**Try it**
Bring together every line in the data that includes "Result".

(Saved entries)
╔══

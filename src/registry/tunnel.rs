//! A registered tenant: forwards routed traffic over its agent's sockets.
//!
//! # Responsibilities
//! - Speak HTTP/1.1 to the tunnel client over one leased socket per request,
//!   rewriting HTTP/2 requests into origin form with a `Host` header
//! - Bridge upgraded connections byte for byte once the tenant answers 101
//!
//! # Design Decisions
//! - One socket per exchange; the tunnel client reopens sockets it loses
//! - The socket stays counted as connected until its exchange ends

use std::sync::Arc;
use std::time::Duration;

use async_trait::async_trait;
use axum::body::Body;
use axum::http::{header, HeaderValue, Request, Response, StatusCode, Uri, Version};
use hyper::client::conn::http1;
use hyper_util::rt::TokioIo;
use tokio::net::TcpStream;

use crate::registry::agent::{AgentError, SocketGuard, TunnelAgent, TunnelSocket};
use crate::registry::{TunnelHandle, TunnelStats};

type Exchange = (
    http1::SendRequest<Body>,
    http1::Connection<TokioIo<TcpStream>, Body>,
    Arc<SocketGuard>,
);

/// Forwarding failures. The router turns these into `502` for plain requests
/// and into an aborted connection for upgrades.
#[derive(Debug, thiserror::Error)]
pub enum TunnelError {
    #[error(transparent)]
    Agent(#[from] AgentError),

    #[error("tunnel exchange failed: {0}")]
    Http(#[from] hyper::Error),
}

/// A tenant backed by a [`TunnelAgent`].
#[derive(Debug)]
pub struct Tunnel {
    id: String,
    agent: Arc<TunnelAgent>,
    socket_wait: Duration,
}

impl Tunnel {
    pub fn new(id: impl Into<String>, agent: Arc<TunnelAgent>, socket_wait: Duration) -> Self {
        Self {
            id: id.into(),
            agent,
            socket_wait,
        }
    }

    pub fn agent(&self) -> &Arc<TunnelAgent> {
        &self.agent
    }

    async fn open_exchange(&self) -> Result<Exchange, TunnelError> {
        let TunnelSocket { stream, guard } = self.agent.checkout(self.socket_wait).await?;
        let (sender, conn) = http1::handshake(TokioIo::new(stream)).await?;
        Ok((sender, conn, Arc::new(guard)))
    }
}

/// Shape an HTTP/2 request for the HTTP/1.1 tunnel socket.
fn into_http1(mut request: Request<Body>) -> Request<Body> {
    if request.version() != Version::HTTP_2 {
        return request;
    }

    let authority = request
        .uri()
        .authority()
        .and_then(|a| HeaderValue::from_str(a.as_str()).ok());
    if let Some(host) = authority {
        if !request.headers().contains_key(header::HOST) {
            request.headers_mut().insert(header::HOST, host);
        }
    }
    let origin = request
        .uri()
        .path_and_query()
        .cloned()
        .map_or_else(|| Uri::from_static("/"), Uri::from);
    *request.uri_mut() = origin;
    *request.version_mut() = Version::HTTP_11;
    request
}

#[async_trait]
impl TunnelHandle for Tunnel {
    fn id(&self) -> &str {
        &self.id
    }

    fn stats(&self) -> TunnelStats {
        TunnelStats {
            connected_sockets: self.agent.connected_sockets(),
        }
    }

    async fn handle_request(&self, request: Request<Body>) -> Result<Response<Body>, TunnelError> {
        let (mut sender, conn, guard) = self.open_exchange().await?;

        let tunnel_id = self.id.clone();
        tokio::spawn(async move {
            let _guard = guard;
            if let Err(e) = conn.await {
                tracing::debug!(tunnel_id = %tunnel_id, error = %e, "Tunnel connection ended with error");
            }
        });

        let response = sender.send_request(into_http1(request)).await?;
        Ok(response.map(Body::new))
    }

    async fn handle_upgrade(&self, mut request: Request<Body>) -> Result<Response<Body>, TunnelError> {
        let client_upgrade = hyper::upgrade::on(&mut request);
        let (mut sender, conn, guard) = self.open_exchange().await?;

        let tunnel_id = self.id.clone();
        let conn_guard = Arc::clone(&guard);
        tokio::spawn(async move {
            let _guard = conn_guard;
            if let Err(e) = conn.with_upgrades().await {
                tracing::debug!(tunnel_id = %tunnel_id, error = %e, "Tunnel upgrade connection ended with error");
            }
        });

        let mut response = sender.send_request(request).await?;
        if response.status() != StatusCode::SWITCHING_PROTOCOLS {
            return Ok(response.map(Body::new));
        }

        let tenant_upgrade = hyper::upgrade::on(&mut response);
        let tunnel_id = self.id.clone();
        tokio::spawn(async move {
            let _guard = guard;
            let (client, tenant) = match tokio::try_join!(client_upgrade, tenant_upgrade) {
                Ok(upgraded) => upgraded,
                Err(e) => {
                    tracing::debug!(tunnel_id = %tunnel_id, error = %e, "Upgrade did not complete");
                    return;
                }
            };

            let mut client = TokioIo::new(client);
            let mut tenant = TokioIo::new(tenant);
            match tokio::io::copy_bidirectional(&mut client, &mut tenant).await {
                Ok((to_tenant, to_client)) => tracing::debug!(
                    tunnel_id = %tunnel_id,
                    to_tenant,
                    to_client,
                    "Upgraded connection closed"
                ),
                Err(e) => tracing::debug!(tunnel_id = %tunnel_id, error = %e, "Upgraded connection failed"),
            }
        });

        Ok(response.map(Body::new))
    }
}

#[cfg(test)]
mod tests {
    use super::*;
    use std::net::{IpAddr, Ipv4Addr};
    use tokio::io::{AsyncBufReadExt, AsyncReadExt, AsyncWriteExt, BufReader};

    const LOCALHOST: IpAddr = IpAddr::V4(Ipv4Addr::LOCALHOST);

    async fn tunnel_with_client() -> (Tunnel, TcpStream) {
        let agent = TunnelAgent::bind("abcd", LOCALHOST, 4).await.unwrap();
        agent.start();
        let client = TcpStream::connect((LOCALHOST, agent.port())).await.unwrap();

        let mut connected = agent.subscribe_connected();
        crate::registry::agent::wait_until(&mut connected, |n| n == 1).await;

        (Tunnel::new("abcd", agent, Duration::from_secs(2)), client)
    }

    #[tokio::test]
    async fn forwards_request_over_tunnel_socket() {
        let (tunnel, client) = tunnel_with_client().await;
        assert_eq!(tunnel.stats().connected_sockets, 1);

        let local = tokio::spawn(async move {
            let mut reader = BufReader::new(client);
            let mut head = String::new();
            loop {
                let mut line = String::new();
                reader.read_line(&mut line).await.unwrap();
                if line == "\r\n" {
                    break;
                }
                head.push_str(&line);
            }
            reader
                .get_mut()
                .write_all(b"HTTP/1.1 200 OK\r\ncontent-length: 5\r\n\r\nhello")
                .await
                .unwrap();
            head
        });

        let request = Request::builder()
            .uri("/greeting?x=1")
            .header("host", "abcd.example.com")
            .body(Body::empty())
            .unwrap();
        let response = tunnel.handle_request(request).await.unwrap();
        assert_eq!(response.status(), StatusCode::OK);

        let body = axum::body::to_bytes(response.into_body(), 1024).await.unwrap();
        assert_eq!(&body[..], b"hello");

        let head = local.await.unwrap();
        assert!(head.starts_with("GET /greeting?x=1 HTTP/1.1\r\n"), "{head}");
        assert!(head.to_lowercase().contains("host: abcd.example.com"));
    }

    #[test]
    fn http2_request_becomes_origin_form() {
        let request = Request::builder()
            .version(Version::HTTP_2)
            .uri("https://abcd.example.com/feed?page=2")
            .body(Body::empty())
            .unwrap();
        let request = into_http1(request);

        assert_eq!(request.version(), Version::HTTP_11);
        assert_eq!(request.uri(), "/feed?page=2");
        assert_eq!(request.headers()[header::HOST], "abcd.example.com");
    }

    #[test]
    fn http1_request_is_untouched() {
        let request = Request::builder()
            .uri("http://abcd.example.com/x")
            .body(Body::empty())
            .unwrap();
        let request = into_http1(request);

        assert_eq!(request.uri(), "http://abcd.example.com/x");
        assert!(!request.headers().contains_key(header::HOST));
    }

    #[tokio::test]
    async fn no_socket_is_an_error() {
        let agent = TunnelAgent::bind("abcd", LOCALHOST, 1).await.unwrap();
        agent.start();
        let tunnel = Tunnel::new("abcd", agent, Duration::from_millis(50));

        let request = Request::builder().uri("/").body(Body::empty()).unwrap();
        let err = tunnel.handle_request(request).await.unwrap_err();
        assert!(matches!(err, TunnelError::Agent(AgentError::NoSocket(_))));
    }

    #[tokio::test]
    async fn non_switching_upgrade_reply_passes_through() {
        let (tunnel, mut client) = tunnel_with_client().await;

        let local = tokio::spawn(async move {
            let mut buf = vec![0u8; 1024];
            let _ = client.read(&mut buf).await.unwrap();
            client
                .write_all(b"HTTP/1.1 426 Upgrade Required\r\ncontent-length: 0\r\n\r\n")
                .await
                .unwrap();
        });

        let request = Request::builder()
            .uri("/socket")
            .header("host", "abcd.example.com")
            .header("connection", "upgrade")
            .header("upgrade", "websocket")
            .body(Body::empty())
            .unwrap();
        let response = tunnel.handle_upgrade(request).await.unwrap();
        assert_eq!(response.status(), StatusCode::UPGRADE_REQUIRED);
        local.await.unwrap();
    }
}
//! Tunnel identity allocation.
//!
//! # Data Flow
//! ```text
//! bootstrap without a name → generator.rs (random human-readable id)
//! bootstrap with a name    → validate.rs (syntax check, fail fast)
//!     → candidate handed to the registry, which enforces uniqueness
//! ```

pub mod generator;
pub mod validate;

pub use generator::{HumanIdGenerator, IdGenerator, SequenceGenerator};
pub use validate::{is_valid_identity, INVALID_IDENTITY_MESSAGE};
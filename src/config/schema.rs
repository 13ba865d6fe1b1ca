//! Configuration schema definitions.
//!
//! This module defines the complete configuration structure for the broker.
//! All types derive Serde traits for deserialization from config files.

use serde::{Deserialize, Serialize};

/// Default landing page for requests that do not ask for a tunnel.
pub const DEFAULT_LANDING_PAGE: &str = "https://localtunnel.github.io/www/";

/// Root configuration for the tunnel broker.
#[derive(Debug, Clone, Deserialize, Serialize, Default, PartialEq, Eq)]
#[serde(default)]
pub struct BrokerConfig {
    /// Public listener (bind address, connection limits).
    pub listener: ListenerConfig,

    /// Tunnel routing and bootstrap settings.
    pub tunnels: TunnelConfig,

    /// In-memory registry and tunnel agent settings.
    pub registry: RegistryConfig,

    /// Observability settings.
    pub observability: ObservabilityConfig,
}

/// Listener configuration.
#[derive(Debug, Clone, Deserialize, Serialize, PartialEq, Eq)]
#[serde(default)]
pub struct ListenerConfig {
    /// Bind address (e.g., "0.0.0.0:8080").
    pub bind_address: String,

    /// Maximum concurrent connections (backpressure).
    pub max_connections: usize,

    /// How long in-flight connections may drain on shutdown.
    pub drain_timeout_secs: u64,
}

impl Default for ListenerConfig {
    fn default() -> Self {
        Self {
            bind_address: "0.0.0.0:80".to_string(),
            max_connections: 10_000,
            drain_timeout_secs: 10,
        }
    }
}

/// Settings consumed by the router and the control-plane API.
///
/// This is the hot-reloadable part of the configuration.
#[derive(Debug, Clone, Deserialize, Serialize, PartialEq, Eq)]
#[serde(default)]
pub struct TunnelConfig {
    /// Restrict tunnel hostnames to subdomains of this domain.
    pub domain: Option<String>,

    /// Use `https` when synthesizing public tunnel URLs.
    pub secure: bool,

    /// Where `GET /` without `?new` is redirected.
    pub landing_page: String,

    /// Shared bearer secret gating the bootstrap endpoints.
    pub auth: Option<String>,
}

impl Default for TunnelConfig {
    fn default() -> Self {
        Self {
            domain: None,
            secure: false,
            landing_page: DEFAULT_LANDING_PAGE.to_string(),
            auth: None,
        }
    }
}

impl TunnelConfig {
    /// URL scheme used for public tunnel URLs.
    pub fn scheme(&self) -> &'static str {
        if self.secure {
            "https"
        } else {
            "http"
        }
    }
}

/// In-memory registry configuration.
#[derive(Debug, Clone, Deserialize, Serialize, PartialEq, Eq)]
#[serde(default)]
pub struct RegistryConfig {
    /// Address tunnel agents bind their per-tenant ports on.
    pub agent_bind_address: String,

    /// Maximum tunnel sockets a single client may keep open.
    pub max_sockets: usize,

    /// Maximum registered tunnels (0 = unlimited).
    pub max_tunnels: usize,

    /// A tunnel with no connected sockets for this long is evicted.
    pub grace_timeout_ms: u64,

    /// How long a routed request waits for an idle tunnel socket.
    pub socket_wait_timeout_ms: u64,
}

impl Default for RegistryConfig {
    fn default() -> Self {
        Self {
            agent_bind_address: "0.0.0.0".to_string(),
            max_sockets: 10,
            max_tunnels: 0,
            grace_timeout_ms: 1_000,
            socket_wait_timeout_ms: 5_000,
        }
    }
}

/// Observability configuration.
#[derive(Debug, Clone, Deserialize, Serialize, PartialEq, Eq)]
#[serde(default)]
pub struct ObservabilityConfig {
    /// Log level (trace, debug, info, warn, error).
    pub log_level: String,

    /// Emit logs as JSON lines.
    pub json_logs: bool,

    /// Enable metrics endpoint.
    pub metrics_enabled: bool,

    /// Metrics endpoint bind address.
    pub metrics_address: String,
}

impl Default for ObservabilityConfig {
    fn default() -> Self {
        Self {
            log_level: "info".to_string(),
            json_logs: false,
            metrics_enabled: false,
            metrics_address: "0.0.0.0:9090".to_string(),
        }
    }
}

╚══

**Answer to this exercise**
    async fn open_exchange(&self) -> Result<Exchange, TunnelError> {
    async fn handle_request(&self, request: Request<Body>) -> Result<Response<Body>, TunnelError> {
    async fn handle_upgrade(&self, mut request: Request<Body>) -> Result<Response<Body>, TunnelError> {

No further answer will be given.